#### Exercise description
Read the entries below and pull out each line with the string "Spanned".

#### Provided data
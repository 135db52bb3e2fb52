//! Core of the Modaularity module discovery framework.
//!
//! Modules are types that satisfy caller-supplied criteria. They are found
//! in binaries, directories of binaries, or any other source implementing
//! [`ModuleCatalog`], and every binary given by path is loaded into its own
//! isolated [`LoadContext`].

pub mod binary;
pub mod catalog;
pub mod config;
pub mod context;
pub mod criteria;
pub mod error;
pub mod fs;
pub mod host;
pub mod module;
pub mod naming;
pub mod resolver;

pub use binary::{
    Binary, BinaryImage, BinaryImageBuilder, DependencyEntry, MethodSignature, ModuleType,
    ParameterSignature, PropertySignature, TypeDescriptor, TypeRef,
};
pub use catalog::{
    BinaryCatalog, BinaryCatalogOptions, CatalogDefaults, CompositeCatalog, DirectoryCatalog,
    DirectoryCatalogOptions, EmptyCatalog, ModuleCatalog, ModuleCatalogExt, TypeCatalog,
    TypeCatalogOptions,
};
pub use config::{CatalogConfigLoader, CatalogConfiguration, CatalogConverter, ConverterRegistry};
pub use context::{
    HostBinaryPolicy, LoadContext, LoadContextOptions, MetadataContext, ResolutionSource,
    RuntimeHint,
};
pub use criteria::{Criteria, CriteriaBuilder, FinderOptions, TypeFinder};
pub use error::{ModuleError, Result};
pub use host::HostEnvironment;
pub use module::{CatalogId, Module};
pub use naming::NamingOptions;
pub use resolver::{BinaryScope, TypeResolver};

/// Re-exports commonly used types.
pub mod prelude {
    // Catalogs
    pub use crate::catalog::{
        BinaryCatalog, BinaryCatalogOptions, CatalogDefaults, CompositeCatalog, DirectoryCatalog,
        DirectoryCatalogOptions, ModuleCatalog, ModuleCatalogExt, TypeCatalog,
    };

    // Criteria
    pub use crate::criteria::{Criteria, CriteriaBuilder, FinderOptions};

    // Loading
    pub use crate::context::{HostBinaryPolicy, LoadContextOptions, RuntimeHint};
    pub use crate::host::HostEnvironment;

    // Error handling
    pub use crate::error::{ModuleError, Result};

    pub use crate::binary::{ModuleType, TypeRef};
    pub use crate::module::Module;
    pub use crate::naming::NamingOptions;
}
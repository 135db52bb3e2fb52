//! Catalogs built from declarative configuration files.

mod common;

use common::{isolated_host, json_image, load_options, operators_image, write_binary};
use modaularity_core::prelude::*;
use modaularity_core::{CatalogConfigLoader, ConverterRegistry};

#[tokio::test]
async fn test_toml_file_builds_composite_in_order() {
    let root = tempfile::tempdir().unwrap();
    let plugins = root.path().join("plugins");
    std::fs::create_dir_all(&plugins).unwrap();
    write_binary(&plugins, &operators_image());

    let extra = root.path().join("extra");
    std::fs::create_dir_all(&extra).unwrap();
    let json = write_binary(&extra, &json_image(semver::Version::new(3, 1, 0)));

    let config_path = root.path().join("catalogs.toml");
    std::fs::write(
        &config_path,
        format!(
            r#"
[modaularity]
name = "demo"

[[modaularity.catalogs]]
type = "Folder"
path = '{}'
options = {{ include_subfolders = false }}

[[modaularity.catalogs]]
type = "Assembly"
path = '{}'
"#,
            plugins.display(),
            json.display()
        ),
    )
    .unwrap();

    let configurations = CatalogConfigLoader::from_file(&config_path).unwrap();
    assert_eq!(configurations.len(), 2);

    let defaults = CatalogDefaults::new().with_load_context(load_options(isolated_host(root.path())));
    let mut catalog = ConverterRegistry::new()
        .build_composite(&configurations, &defaults)
        .unwrap();
    assert_eq!(catalog.len(), 2);

    catalog.initialize().await.unwrap();
    let modules = catalog.modules();
    assert_eq!(modules.len(), 7);
    assert_eq!(modules.last().unwrap().name, "json::Serializer");
    assert!(catalog
        .get("json::Serializer", &semver::Version::new(3, 1, 0))
        .is_some());
}

#[tokio::test]
async fn test_defaults_flow_into_configured_catalogs() {
    let root = tempfile::tempdir().unwrap();
    let path = write_binary(root.path(), &operators_image());

    let configurations = CatalogConfigLoader::from_json(&serde_json::json!({
        "catalogs": [ { "Type": "Binary", "Path": path } ]
    })
    .to_string())
    .unwrap();

    let defaults = CatalogDefaults::new()
        .with_load_context(load_options(isolated_host(root.path())))
        .with_criteria(FinderOptions::new().configure(|builder| builder.has_name("*Sum*").tag("sum")))
        .with_naming(NamingOptions::new().with_fixed_version(semver::Version::new(7, 0, 0)));

    let mut catalog = ConverterRegistry::new()
        .build_composite(&configurations, &defaults)
        .unwrap();
    catalog.initialize().await.unwrap();

    let module = catalog.single().unwrap();
    assert_eq!(module.name, "ops::SumOperator");
    assert_eq!(module.version, semver::Version::new(7, 0, 0));
    assert_eq!(module.tags, vec!["sum"]);
}

#[tokio::test]
async fn test_first_failing_child_aborts() {
    let root = tempfile::tempdir().unwrap();
    let configurations = vec![
        modaularity_core::CatalogConfiguration::new("Binary", root.path().join("Missing.modb").display().to_string()),
    ];
    let defaults = CatalogDefaults::new().with_load_context(load_options(isolated_host(root.path())));

    let mut catalog = ConverterRegistry::new()
        .build_composite(&configurations, &defaults)
        .unwrap();
    catalog.add_catalog(UnreachableCatalog::default());

    assert!(matches!(
        catalog.initialize().await,
        Err(ModuleError::BinaryNotFound(_))
    ));
    assert!(!catalog.is_initialized());
}

/// Must never be initialized.
#[derive(Default)]
struct UnreachableCatalog {
    initialized: bool,
}

#[async_trait::async_trait]
impl ModuleCatalog for UnreachableCatalog {
    async fn initialize(&mut self) -> Result<()> {
        panic!("children after a failure must not be initialized");
    }

    fn is_initialized(&self) -> bool {
        self.initialized
    }

    fn modules(&self) -> Vec<std::sync::Arc<Module>> {
        Vec::new()
    }

    fn get(&self, _name: &str, _version: &semver::Version) -> Option<std::sync::Arc<Module>> {
        None
    }
}
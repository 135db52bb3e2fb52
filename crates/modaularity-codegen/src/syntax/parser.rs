//! Recursive-descent parser for declaration files and scripts.

use super::ast::*;
use super::lexer::{tokenize, Spanned, Token};
use super::SyntaxError;

const RESERVED: &[&str] = &[
    "as", "async", "await", "break", "const", "continue", "crate", "dyn", "else", "enum", "false",
    "fn", "for", "if", "impl", "in", "let", "loop", "match", "mod", "move", "mut", "pub", "ref",
    "return", "self", "Self", "static", "struct", "super", "trait", "true", "type", "unsafe", "use",
    "where", "while",
];

/// Keywords allowed as path segments.
const PATH_KEYWORDS: &[&str] = &["crate", "self", "Self", "super"];

/// A `param name: Type = default;` declaration at the top level of a script.
#[derive(Debug, Clone, PartialEq)]
pub struct ParamDecl {
    pub name: String,
    pub ty: TypeExpr,
    pub default: Option<Expr>,
    /// Byte range of the whole declaration in the source.
    pub start: usize,
    pub end: usize,
}

/// A parsed script: parameter declarations plus the remaining statements.
#[derive(Debug, Clone, PartialEq)]
pub struct Script {
    pub params: Vec<ParamDecl>,
    pub body: Block,
}

pub struct Parser {
    tokens: Vec<Spanned>,
    pos: usize,
    /// Set while parsing `if`/`while` conditions and `for` iterators, where
    /// `Name {` opens the block rather than a struct literal.
    no_struct: bool,
}
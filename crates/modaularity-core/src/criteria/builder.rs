//! Fluent construction of structural criteria.

use crate::binary::TypeRef;

use super::Criteria;

/// Builder for structural [`Criteria`].
///
/// Unless told otherwise the built criteria exclude abstract types and
/// interfaces.
#[derive(Debug, Clone)]
pub struct CriteriaBuilder {
    criteria: Criteria,
}

impl Default for CriteriaBuilder {
    fn default() -> Self {
        Self::new()
    }
}

impl CriteriaBuilder {
    pub fn new() -> Self {
        Self {
            criteria: Criteria {
                is_abstract: Some(false),
                is_interface: Some(false),
                ..Criteria::default()
            },
        }
    }

    /// Glob (`*`, `?`) over the full name, or an exact short or full name.
    pub fn has_name(mut self, name: impl Into<String>) -> Self {
        self.criteria.name = Some(name.into());
        self
    }

    pub fn implements(mut self, interface: TypeRef) -> Self {
        self.criteria.implements = Some(interface);
        self
    }

    pub fn inherits(mut self, base: TypeRef) -> Self {
        self.criteria.inherits = Some(base);
        self
    }

    /// `None` accepts both abstract and concrete types.
    pub fn is_abstract(mut self, is_abstract: Option<bool>) -> Self {
        self.criteria.is_abstract = is_abstract;
        self
    }

    /// `None` accepts both interfaces and non-interfaces.
    pub fn is_interface(mut self, is_interface: Option<bool>) -> Self {
        self.criteria.is_interface = is_interface;
        self
    }

    pub fn assignable_to(mut self, target: TypeRef) -> Self {
        self.criteria.assignable_to = Some(target);
        self
    }

    pub fn has_attribute(mut self, attribute: impl Into<String>) -> Self {
        self.criteria.has_attribute = Some(attribute.into());
        self
    }

    pub fn tag(mut self, tag: impl Into<String>) -> Self {
        self.criteria = self.criteria.with_tag(tag);
        self
    }

    pub fn tags<I, S>(mut self, tags: I) -> Self
    where
        I: IntoIterator<Item = S>,
        S: Into<String>,
    {
        self.criteria = self.criteria.with_tags(tags);
        self
    }

    pub fn build(self) -> Criteria {
        self.criteria
    }
}

impl From<CriteriaBuilder> for Criteria {
    fn from(builder: CriteriaBuilder) -> Self {
        builder.build()
    }
}

#[cfg(test)]
mod tests {
    use super::*;

    #[test]
    fn test_builder_excludes_abstract_types_and_interfaces() {
        let criteria = CriteriaBuilder::new().build();
        assert_eq!(criteria.is_abstract, Some(false));
        assert_eq!(criteria.is_interface, Some(false));

        let any = Criteria::any();
        assert_eq!(any.is_abstract, None);
        assert_eq!(any.is_interface, None);
        assert!(any.tags.is_empty());
    }

    #[test]
    fn test_builder_tags_are_unique_and_ordered() {
        let criteria = CriteriaBuilder::new()
            .tag("math")
            .tags(["ops", "math", "core"])
            .has_name("*Sum*")
            .is_interface(None)
            .build();
        assert_eq!(criteria.tags, vec!["math", "ops", "core"]);
        assert_eq!(criteria.name.as_deref(), Some("*Sum*"));
        assert_eq!(criteria.is_interface, None);
    }
}
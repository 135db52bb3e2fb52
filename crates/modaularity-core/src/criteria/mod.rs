//! Selection criteria for module types.
//!
//! A [`Criteria`] is either an opaque query over (resolver, type) or a set of
//! structural filters. Each criteria carries the tags attached to every
//! module it matches.

pub mod builder;
pub mod finder;

use std::collections::HashMap;
use std::fmt;
use std::sync::Arc;

use crate::binary::{ModuleType, TypeRef};
use crate::resolver::TypeResolver;

pub use builder::CriteriaBuilder;
pub use finder::TypeFinder;

/// Custom match function. Authoritative when present.
pub type TypeQuery = Arc<dyn Fn(&dyn TypeResolver, &ModuleType) -> bool + Send + Sync>;

/// Filters and tags for selecting module types.
///
/// Every filter left as `None` is ignored; a criteria without any filters
/// matches every type.
#[derive(Clone, Default)]
pub struct Criteria {
    pub query: Option<TypeQuery>,
    pub is_abstract: Option<bool>,
    pub is_interface: Option<bool>,
    /// Glob over the full name, or an exact short/full name.
    pub name: Option<String>,
    pub inherits: Option<TypeRef>,
    pub implements: Option<TypeRef>,
    pub assignable_to: Option<TypeRef>,
    pub has_attribute: Option<String>,
    pub tags: Vec<String>,
}

impl Criteria {
    /// Catch-all criteria without tags.
    pub fn any() -> Self {
        Self::default()
    }

    pub fn builder() -> CriteriaBuilder {
        CriteriaBuilder::new()
    }

    pub fn from_query<F>(query: F) -> Self
    where
        F: Fn(&dyn TypeResolver, &ModuleType) -> bool + Send + Sync + 'static,
    {
        Self {
            query: Some(Arc::new(query)),
            ..Self::default()
        }
    }

    /// Criteria from a plain predicate over the type.
    pub fn from_predicate<F>(predicate: F) -> Self
    where
        F: Fn(&ModuleType) -> bool + Send + Sync + 'static,
    {
        Self::from_query(move |_: &dyn TypeResolver, ty: &ModuleType| predicate(ty))
    }

    pub fn with_tag(mut self, tag: impl Into<String>) -> Self {
        let tag = tag.into();
        if !self.tags.contains(&tag) {
            self.tags.push(tag);
        }
        self
    }

    pub fn with_tags<I, S>(self, tags: I) -> Self
    where
        I: IntoIterator<Item = S>,
        S: Into<String>,
    {
        tags.into_iter().fold(self, |criteria, tag| criteria.with_tag(tag))
    }

    /// Replace the tags with `[tag]`.
    pub fn tagged(tag: impl Into<String>, mut criteria: Criteria) -> Self {
        criteria.tags = vec![tag.into()];
        criteria
    }

    /// Whether any filter (or a query) is set.
    pub fn has_filters(&self) -> bool {
        self.query.is_some()
            || self.is_abstract.is_some()
            || self.is_interface.is_some()
            || self.name.is_some()
            || self.inherits.is_some()
            || self.implements.is_some()
            || self.assignable_to.is_some()
            || self.has_attribute.is_some()
    }
}

impl fmt::Debug for Criteria {
    fn fmt(&self, f: &mut fmt::Formatter<'_>) -> fmt::Result {
        f.debug_struct("Criteria")
            .field("query", &self.query.as_ref().map(|_| "<fn>"))
            .field("is_abstract", &self.is_abstract)
            .field("is_interface", &self.is_interface)
            .field("name", &self.name)
            .field("inherits", &self.inherits)
            .field("implements", &self.implements)
            .field("assignable_to", &self.assignable_to)
            .field("has_attribute", &self.has_attribute)
            .field("tags", &self.tags)
            .finish()
    }
}

/// Ordered criteria list carried by catalog options.
#[derive(Debug, Clone, Default)]
pub struct FinderOptions {
    pub criteria: Vec<Criteria>,
}

impl FinderOptions {
    pub fn new() -> Self {
        Self::default()
    }

    pub fn with_criteria(mut self, criteria: impl Into<Criteria>) -> Self {
        self.criteria.push(criteria.into());
        self
    }

    /// Add named criteria; each gets its name as its only tag.
    pub fn with_tagged_criteria(mut self, tagged: HashMap<String, Criteria>) -> Self {
        let mut tagged: Vec<_> = tagged.into_iter().collect();
        tagged.sort_by(|a, b| a.0.cmp(&b.0));
        self.criteria
            .extend(tagged.into_iter().map(|(tag, criteria)| Criteria::tagged(tag, criteria)));
        self
    }

    pub fn with_filter<F>(self, predicate: F) -> Self
    where
        F: Fn(&ModuleType) -> bool + Send + Sync + 'static,
    {
        self.with_criteria(Criteria::from_predicate(predicate))
    }

    pub fn with_tagged_filter<F>(self, tag: impl Into<String>, predicate: F) -> Self
    where
        F: Fn(&ModuleType) -> bool + Send + Sync + 'static,
    {
        self.with_criteria(Criteria::from_predicate(predicate).with_tag(tag))
    }

    /// Add criteria built from a fresh [`CriteriaBuilder`].
    pub fn configure<F>(self, configure: F) -> Self
    where
        F: FnOnce(CriteriaBuilder) -> CriteriaBuilder,
    {
        self.with_criteria(configure(CriteriaBuilder::new()).build())
    }

    pub fn is_empty(&self) -> bool {
        self.criteria.is_empty()
    }
}

#[cfg(test)]
mod tests {
    use super::*;

    #[test]
    fn test_tags_are_deduplicated_in_order() {
        let criteria = Criteria::any().with_tags(["b", "a", "b"]).with_tag("a");
        assert_eq!(criteria.tags, vec!["b", "a"]);
        assert!(!criteria.has_filters());
    }

    #[test]
    fn test_tagged_criteria_replace_tags() {
        let mut map = HashMap::new();
        map.insert("operators".to_string(), Criteria::any().with_tag("ignored"));
        let options = FinderOptions::new().with_tagged_criteria(map);
        assert_eq!(options.criteria[0].tags, vec!["operators"]);
    }

    #[test]
    fn test_configure_uses_builder_defaults() {
        let options = FinderOptions::new().configure(|b| b.has_name("*Operator").tag("ops"));
        let criteria = &options.criteria[0];
        assert_eq!(criteria.is_abstract, Some(false));
        assert_eq!(criteria.is_interface, Some(false));
        assert_eq!(criteria.name.as_deref(), Some("*Operator"));
        assert_eq!(criteria.tags, vec!["ops"]);
    }

    #[test]
    fn test_plain_filters_are_untagged() {
        let options = FinderOptions::new()
            .with_filter(|ty| ty.name().ends_with("Operator"))
            .with_tagged_filter("ops", |_| true);
        assert!(options.criteria[0].query.is_some());
        assert!(options.criteria[0].tags.is_empty());
        assert_eq!(options.criteria[1].tags, vec!["ops"]);
    }
}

#### Answer section
use super::lexer::{tokenize, Spanned, Token};
    tokens: Vec<Spanned>,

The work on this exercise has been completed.